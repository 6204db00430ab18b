//! Auth service: registration, sign-in and session verification.
//!
//! Every failure leaving this module is classified as an [`AuthError`]; no
//! hasher, token or storage error type crosses the boundary.

use std::sync::Arc;

use chrono::{DateTime, Duration, Utc};
use thiserror::Error;

use notekeeper_core::{DomainError, UserId, require_non_blank};

use crate::password::{CredentialHasher, PasswordError};
use crate::store::{NewUser, UserStore, UserStoreError};
use crate::token::TokenIssuer;

#[derive(Debug, Error, Clone, PartialEq, Eq)]
pub enum AuthError {
    #[error("{0}")]
    Validation(String),

    #[error("user already exists")]
    DuplicateUser,

    /// Unknown username and wrong password are deliberately the same variant.
    #[error("invalid username or password")]
    InvalidCredentials,

    #[error("unauthenticated")]
    Unauthenticated,

    #[error("internal error: {0}")]
    Internal(String),
}

impl From<DomainError> for AuthError {
    fn from(err: DomainError) -> Self {
        match err {
            DomainError::Validation(msg) => AuthError::Validation(msg),
            other => AuthError::Validation(other.to_string()),
        }
    }
}

impl From<PasswordError> for AuthError {
    fn from(err: PasswordError) -> Self {
        AuthError::Internal(err.to_string())
    }
}

/// Token-verification contract consumed by the request pipeline.
pub trait SessionVerifier: Send + Sync {
    fn verify_session(&self, token: &str) -> Result<UserId, AuthError>;
}

/// Orchestrates the credential hasher, token issuer and user store.
///
/// Stateless between calls; share one instance (behind `Arc`) across requests.
pub struct AuthService {
    users: Arc<dyn UserStore>,
    hasher: CredentialHasher,
    tokens: TokenIssuer,
    token_ttl: Duration,
    // Verified against on unknown usernames so both sign-in failures cost
    // one hash verification.
    decoy_hash: Arc<Vec<u8>>,
}

impl AuthService {
    pub fn new(
        users: Arc<dyn UserStore>,
        hasher: CredentialHasher,
        tokens: TokenIssuer,
        token_ttl: Duration,
    ) -> Result<Self, AuthError> {
        if token_ttl < Duration::seconds(1) {
            return Err(AuthError::Internal("token ttl must be at least one second".into()));
        }
        let decoy_hash = Arc::new(hasher.hash("decoy-password")?);

        Ok(Self {
            users,
            hasher,
            tokens,
            token_ttl,
            decoy_hash,
        })
    }

    /// Hash the password and persist a new user.
    pub async fn register(&self, username: &str, password: &str) -> Result<UserId, AuthError> {
        require_non_blank("username", username)?;
        require_non_blank("password", password)?;

        let password_hash = self.hash_password(password.to_owned()).await?;

        let new_user = NewUser {
            username: username.to_owned(),
            password_hash,
        };

        match self.users.create_user(new_user).await {
            Ok(id) => {
                tracing::info!(user_id = %id, "user registered");
                Ok(id)
            }
            Err(UserStoreError::Duplicate) => Err(AuthError::DuplicateUser),
            Err(e) => Err(AuthError::Internal(e.to_string())),
        }
    }

    /// Verify credentials and mint a session token.
    pub async fn authenticate(&self, username: &str, password: &str) -> Result<String, AuthError> {
        let user = match self.users.find_by_username(username).await {
            Ok(user) => Some(user),
            Err(UserStoreError::NotFound) => None,
            Err(e) => return Err(AuthError::Internal(e.to_string())),
        };

        let (stored_hash, user_id) = match &user {
            Some(user) => (user.password_hash.clone(), Some(user.id)),
            None => (self.decoy_hash.as_ref().clone(), None),
        };

        let matched = self.verify_password(stored_hash, password.to_owned()).await?;

        let user_id = match (matched, user_id) {
            (true, Some(id)) => id,
            _ => return Err(AuthError::InvalidCredentials),
        };

        let token = self
            .tokens
            .issue(user_id, Utc::now(), self.token_ttl)
            .map_err(|e| AuthError::Internal(e.to_string()))?;

        tracing::debug!(user_id = %user_id, "session issued");
        Ok(token)
    }

    /// Verify a session token against an explicit clock reading.
    pub fn verify_session_at(&self, token: &str, now: DateTime<Utc>) -> Result<UserId, AuthError> {
        self.tokens.verify(token, now).map_err(|e| {
            tracing::debug!(error = %e, "session token rejected");
            AuthError::Unauthenticated
        })
    }

    pub fn token_ttl(&self) -> Duration {
        self.token_ttl
    }

    // Hashing runs on the blocking pool: it is CPU-bound, and a dropped
    // request future leaves it to finish instead of interrupting it midway.
    async fn hash_password(&self, password: String) -> Result<Vec<u8>, AuthError> {
        let hasher = self.hasher.clone();
        let hash = tokio::task::spawn_blocking(move || hasher.hash(&password))
            .await
            .map_err(|e| AuthError::Internal(format!("hashing task failed: {e}")))??;
        Ok(hash)
    }

    async fn verify_password(&self, hash: Vec<u8>, password: String) -> Result<bool, AuthError> {
        let hasher = self.hasher.clone();
        let matched = tokio::task::spawn_blocking(move || hasher.verify(&hash, &password))
            .await
            .map_err(|e| AuthError::Internal(format!("verification task failed: {e}")))??;
        Ok(matched)
    }
}

impl SessionVerifier for AuthService {
    fn verify_session(&self, token: &str) -> Result<UserId, AuthError> {
        self.verify_session_at(token, Utc::now())
    }
}

#[cfg(test)]
mod tests {
    use super::*;
    use std::collections::HashMap;
    use std::sync::Mutex;

    use async_trait::async_trait;

    use notekeeper_core::User;

    use crate::password::HasherParams;

    #[derive(Default)]
    struct FakeUsers {
        rows: Mutex<HashMap<String, User>>,
        fail: bool,
    }

    #[async_trait]
    impl UserStore for FakeUsers {
        async fn create_user(&self, user: NewUser) -> Result<UserId, UserStoreError> {
            if self.fail {
                return Err(UserStoreError::Backend("connection refused".into()));
            }
            let mut rows = self.rows.lock().unwrap();
            if rows.contains_key(&user.username) {
                return Err(UserStoreError::Duplicate);
            }
            let id = UserId::from_i64(rows.len() as i64 + 1);
            rows.insert(
                user.username.clone(),
                User {
                    id,
                    username: user.username,
                    password_hash: user.password_hash,
                    created_at: Utc::now(),
                },
            );
            Ok(id)
        }

        async fn find_by_username(&self, username: &str) -> Result<User, UserStoreError> {
            if self.fail {
                return Err(UserStoreError::Backend("connection refused".into()));
            }
            self.rows
                .lock()
                .unwrap()
                .get(username)
                .cloned()
                .ok_or(UserStoreError::NotFound)
        }

        async fn find_by_id(&self, id: UserId) -> Result<User, UserStoreError> {
            self.rows
                .lock()
                .unwrap()
                .values()
                .find(|u| u.id == id)
                .cloned()
                .ok_or(UserStoreError::NotFound)
        }
    }

    fn service_with(users: FakeUsers) -> AuthService {
        let hasher = CredentialHasher::new(HasherParams {
            memory_kib: 1024,
            iterations: 1,
            parallelism: 1,
        })
        .unwrap();
        AuthService::new(
            Arc::new(users),
            hasher,
            TokenIssuer::new(b"test-secret"),
            Duration::minutes(15),
        )
        .unwrap()
    }

    fn service() -> AuthService {
        service_with(FakeUsers::default())
    }

    #[tokio::test]
    async fn register_then_authenticate() {
        let auth = service();
        let id = auth.register("alice", "hunter2").await.unwrap();

        let token = auth.authenticate("alice", "hunter2").await.unwrap();
        assert!(!token.is_empty());
        assert_eq!(auth.verify_session(&token), Ok(id));
    }

    #[tokio::test]
    async fn duplicate_username_rejected() {
        let auth = service();
        let first = auth.register("alice", "one").await.unwrap();

        assert_eq!(auth.register("alice", "two").await, Err(AuthError::DuplicateUser));
        // The original account is untouched.
        let token = auth.authenticate("alice", "one").await.unwrap();
        assert_eq!(auth.verify_session(&token), Ok(first));
    }

    #[tokio::test]
    async fn usernames_are_case_sensitive() {
        let auth = service();
        let lower = auth.register("alice", "pw").await.unwrap();
        let upper = auth.register("Alice", "pw").await.unwrap();
        assert_ne!(lower, upper);
    }

    #[tokio::test]
    async fn unknown_user_and_wrong_password_look_the_same() {
        let auth = service();
        auth.register("real-user", "right-password").await.unwrap();

        let unknown = auth.authenticate("nobody", "anything").await.unwrap_err();
        let wrong = auth.authenticate("real-user", "wrong-password").await.unwrap_err();

        assert_eq!(unknown, AuthError::InvalidCredentials);
        assert_eq!(unknown, wrong);
        assert_eq!(unknown.to_string(), wrong.to_string());
    }

    #[tokio::test]
    async fn blank_credentials_are_validation_errors() {
        let auth = service();
        assert!(matches!(auth.register("", "pw").await, Err(AuthError::Validation(_))));
        assert!(matches!(auth.register("bob", "  ").await, Err(AuthError::Validation(_))));
    }

    #[tokio::test]
    async fn storage_faults_are_internal() {
        let auth = service_with(FakeUsers {
            fail: true,
            ..Default::default()
        });

        assert!(matches!(auth.register("bob", "pw").await, Err(AuthError::Internal(_))));
        assert!(matches!(auth.authenticate("bob", "pw").await, Err(AuthError::Internal(_))));
    }

    #[tokio::test]
    async fn expired_session_is_unauthenticated() {
        let auth = service();
        auth.register("alice", "pw").await.unwrap();
        let token = auth.authenticate("alice", "pw").await.unwrap();

        let later = Utc::now() + auth.token_ttl() + Duration::seconds(1);
        assert_eq!(auth.verify_session_at(&token, later), Err(AuthError::Unauthenticated));
    }

    #[test]
    fn garbage_session_is_unauthenticated() {
        let auth = service();
        assert_eq!(auth.verify_session("garbage"), Err(AuthError::Unauthenticated));
        assert_eq!(auth.verify_session(""), Err(AuthError::Unauthenticated));
    }

    #[test]
    fn zero_ttl_rejected_at_construction() {
        let hasher = CredentialHasher::new(HasherParams {
            memory_kib: 1024,
            iterations: 1,
            parallelism: 1,
        })
        .unwrap();
        let result = AuthService::new(
            Arc::new(FakeUsers::default()),
            hasher,
            TokenIssuer::new(b"s"),
            Duration::zero(),
        );
        assert!(matches!(result, Err(AuthError::Internal(_))));
    }
}
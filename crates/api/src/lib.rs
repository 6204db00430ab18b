//! HTTP API: server, routing, and request/response mapping.

pub mod app;
pub mod context;
pub mod middleware;
pub mod server;
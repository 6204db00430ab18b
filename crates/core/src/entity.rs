//! Stored records: users and their notes.

use chrono::{DateTime, Utc};

use crate::{NoteId, UserId};

/// A registered account.
///
/// # Invariants
/// - `username` is unique across all users (enforced by storage) and immutable.
/// - `password_hash` is opaque outside the credential hasher and never serialized.
#[derive(Clone, PartialEq, Eq)]
pub struct User {
    pub id: UserId,
    pub username: String,
    pub password_hash: Vec<u8>,
    pub created_at: DateTime<Utc>,
}

impl core::fmt::Debug for User {
    fn fmt(&self, f: &mut core::fmt::Formatter<'_>) -> core::fmt::Result {
        f.debug_struct("User")
            .field("id", &self.id)
            .field("username", &self.username)
            .field("password_hash", &"<redacted>")
            .field("created_at", &self.created_at)
            .finish()
    }
}

/// A note owned by exactly one user.
#[derive(Debug, Clone, PartialEq, Eq)]
pub struct Note {
    pub id: NoteId,
    pub user_id: UserId,
    pub title: String,
}
//! `notekeeper-notes`: personal notes, gated by a spelling check.

pub mod service;
pub mod spelling;
pub mod store;

pub use service::{NoteError, NoteService};
pub use spelling::{AcceptAll, Misspelling, SpellCheckError, SpellChecker};
pub use store::{NewNote, NoteStore, NoteStoreError};
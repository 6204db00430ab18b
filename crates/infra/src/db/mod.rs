//! Database adapters for the user and note storage ports.

pub mod in_memory;
pub mod postgres;

pub use in_memory::{InMemoryNoteStore, InMemoryUserStore};
pub use postgres::{PgNoteStore, PgUserStore, connect, ensure_schema};
//! Yandex.Speller `checkText` client.

use std::time::Duration;

use async_trait::async_trait;
use serde::Deserialize;

use notekeeper_notes::{Misspelling, SpellCheckError, SpellChecker};

/// Public Yandex endpoint.
pub const DEFAULT_URL: &str = "http://speller.yandex.net/services/spellservice.json/checkText";

/// One entry of the service's JSON array. Row/column/suggestion fields are ignored.
#[derive(Debug, Deserialize)]
struct SpellerHit {
    pos: usize,
    word: String,
}

#[derive(Debug, Clone)]
pub struct YandexSpeller {
    client: reqwest::Client,
    url: String,
}

impl YandexSpeller {
    pub fn new(url: impl Into<String>, timeout: Duration) -> Result<Self, SpellCheckError> {
        let client = reqwest::Client::builder()
            .timeout(timeout)
            .build()
            .map_err(|e| SpellCheckError::Unavailable(e.to_string()))?;

        Ok(Self {
            client,
            url: url.into(),
        })
    }
}

fn unavailable(err: reqwest::Error) -> SpellCheckError {
    SpellCheckError::Unavailable(err.to_string())
}

#[async_trait]
impl SpellChecker for YandexSpeller {
    async fn check(&self, text: &str) -> Result<(), SpellCheckError> {
        let hits: Vec<SpellerHit> = self
            .client
            .get(&self.url)
            .query(&[("text", text)])
            .send()
            .await
            .map_err(unavailable)?
            .error_for_status()
            .map_err(unavailable)?
            .json()
            .await
            .map_err(unavailable)?;

        if hits.is_empty() {
            return Ok(());
        }

        tracing::debug!(count = hits.len(), "speller reported misspellings");
        Err(SpellCheckError::Misspelled(
            hits.into_iter()
                .map(|h| Misspelling {
                    pos: h.pos,
                    word: h.word,
                })
                .collect(),
        ))
    }
}
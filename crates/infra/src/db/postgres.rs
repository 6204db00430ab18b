//! Postgres-backed user and note stores.
//!
//! ## Error Mapping
//!
//! | SQLx Error | PostgreSQL Error Code | Store error |
//! |------------|----------------------|-------------|
//! | Database (unique violation) | `23505` | `UserStoreError::Duplicate` |
//! | Database (other) | Any other | `Backend` |
//! | PoolClosed / network / decode | N/A | `Backend` |
//!
//! A missing row on lookup is reported as `UserStoreError::NotFound`.

use std::time::Duration;

use async_trait::async_trait;
use chrono::{DateTime, Utc};
use sqlx::postgres::{PgPool, PgPoolOptions, PgRow};
use sqlx::Row;
use tracing::instrument;

use notekeeper_auth::{NewUser, UserStore, UserStoreError};
use notekeeper_core::{Note, NoteId, User, UserId};
use notekeeper_notes::{NewNote, NoteStore, NoteStoreError};

use crate::config::PostgresConfig;

const UNIQUE_VIOLATION: &str = "23505";

/// Open a connection pool and check connectivity.
pub async fn connect(cfg: &PostgresConfig) -> Result<PgPool, sqlx::Error> {
    PgPoolOptions::new()
        .max_connections(cfg.max_connections)
        .idle_timeout(Some(Duration::from_secs(cfg.idle_timeout_secs)))
        .connect(&cfg.dsn)
        .await
}

/// Create the tables this service needs if they do not exist yet.
pub async fn ensure_schema(pool: &PgPool) -> Result<(), sqlx::Error> {
    sqlx::query(
        r#"
        CREATE TABLE IF NOT EXISTS users (
            id         BIGSERIAL PRIMARY KEY,
            username   TEXT NOT NULL UNIQUE,
            password   BYTEA NOT NULL,
            created_at TIMESTAMPTZ NOT NULL DEFAULT now()
        )
        "#,
    )
    .execute(pool)
    .await?;

    sqlx::query(
        r#"
        CREATE TABLE IF NOT EXISTS notes (
            id      BIGSERIAL PRIMARY KEY,
            user_id BIGINT NOT NULL REFERENCES users (id),
            title   TEXT NOT NULL
        )
        "#,
    )
    .execute(pool)
    .await?;

    sqlx::query("CREATE INDEX IF NOT EXISTS notes_user_id_idx ON notes (user_id)")
        .execute(pool)
        .await?;

    Ok(())
}

fn is_unique_violation(err: &sqlx::Error) -> bool {
    if let sqlx::Error::Database(db_err) = err {
        if let Some(code) = db_err.code() {
            return code.as_ref() == UNIQUE_VIOLATION;
        }
    }
    false
}

fn map_user_error(operation: &str, err: sqlx::Error) -> UserStoreError {
    if is_unique_violation(&err) {
        return UserStoreError::Duplicate;
    }
    UserStoreError::Backend(format!("sqlx error in {operation}: {err}"))
}

fn user_from_row(row: &PgRow) -> Result<User, sqlx::Error> {
    Ok(User {
        id: UserId::from_i64(row.try_get::<i64, _>("id")?),
        username: row.try_get("username")?,
        password_hash: row.try_get("password")?,
        created_at: row.try_get::<DateTime<Utc>, _>("created_at")?,
    })
}

/// Postgres-backed user store (`users` table).
///
/// Uniqueness of `username` is enforced by the table's UNIQUE constraint.
#[derive(Debug, Clone)]
pub struct PgUserStore {
    pool: PgPool,
}

impl PgUserStore {
    pub fn new(pool: PgPool) -> Self {
        Self { pool }
    }
}

#[async_trait]
impl UserStore for PgUserStore {
    #[instrument(skip_all, fields(username = %user.username))]
    async fn create_user(&self, user: NewUser) -> Result<UserId, UserStoreError> {
        let row = sqlx::query(
            r#"
            INSERT INTO users (username, password)
            VALUES ($1, $2)
            RETURNING id
            "#,
        )
        .bind(&user.username)
        .bind(&user.password_hash)
        .fetch_one(&self.pool)
        .await
        .map_err(|e| map_user_error("create_user", e))?;

        let id: i64 = row
            .try_get("id")
            .map_err(|e| map_user_error("create_user", e))?;
        Ok(UserId::from_i64(id))
    }

    #[instrument(skip(self))]
    async fn find_by_username(&self, username: &str) -> Result<User, UserStoreError> {
        let row = sqlx::query(
            r#"
            SELECT id, username, password, created_at
            FROM users
            WHERE username = $1
            "#,
        )
        .bind(username)
        .fetch_optional(&self.pool)
        .await
        .map_err(|e| map_user_error("find_by_username", e))?
        .ok_or(UserStoreError::NotFound)?;

        user_from_row(&row).map_err(|e| map_user_error("find_by_username", e))
    }

    #[instrument(skip(self))]
    async fn find_by_id(&self, id: UserId) -> Result<User, UserStoreError> {
        let row = sqlx::query(
            r#"
            SELECT id, username, password, created_at
            FROM users
            WHERE id = $1
            "#,
        )
        .bind(id.as_i64())
        .fetch_optional(&self.pool)
        .await
        .map_err(|e| map_user_error("find_by_id", e))?
        .ok_or(UserStoreError::NotFound)?;

        user_from_row(&row).map_err(|e| map_user_error("find_by_id", e))
    }
}

/// Postgres-backed note store (`notes` table).
#[derive(Debug, Clone)]
pub struct PgNoteStore {
    pool: PgPool,
}

impl PgNoteStore {
    pub fn new(pool: PgPool) -> Self {
        Self { pool }
    }
}

fn map_note_error(operation: &str, err: sqlx::Error) -> NoteStoreError {
    NoteStoreError::Backend(format!("sqlx error in {operation}: {err}"))
}

#[async_trait]
impl NoteStore for PgNoteStore {
    #[instrument(skip_all, fields(user_id = %note.user_id))]
    async fn create_note(&self, note: NewNote) -> Result<NoteId, NoteStoreError> {
        let row = sqlx::query(
            r#"
            INSERT INTO notes (user_id, title)
            VALUES ($1, $2)
            RETURNING id
            "#,
        )
        .bind(note.user_id.as_i64())
        .bind(&note.title)
        .fetch_one(&self.pool)
        .await
        .map_err(|e| map_note_error("create_note", e))?;

        let id: i64 = row
            .try_get("id")
            .map_err(|e| map_note_error("create_note", e))?;
        Ok(NoteId::from_i64(id))
    }

    #[instrument(skip(self))]
    async fn list_notes(&self, user_id: UserId) -> Result<Vec<Note>, NoteStoreError> {
        let rows = sqlx::query(
            r#"
            SELECT id, user_id, title
            FROM notes
            WHERE user_id = $1
            ORDER BY id
            "#,
        )
        .bind(user_id.as_i64())
        .fetch_all(&self.pool)
        .await
        .map_err(|e| map_note_error("list_notes", e))?;

        let mut notes = Vec::with_capacity(rows.len());
        for row in rows {
            notes.push(Note {
                id: NoteId::from_i64(row.try_get("id").map_err(|e| map_note_error("list_notes", e))?),
                user_id: UserId::from_i64(
                    row.try_get("user_id")
                        .map_err(|e| map_note_error("list_notes", e))?,
                ),
                title: row
                    .try_get("title")
                    .map_err(|e| map_note_error("list_notes", e))?,
            });
        }

        Ok(notes)
    }
}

• _Problem description_: The answer is a count and nothing more: lines above that contain "title".

• _Task answer_: 7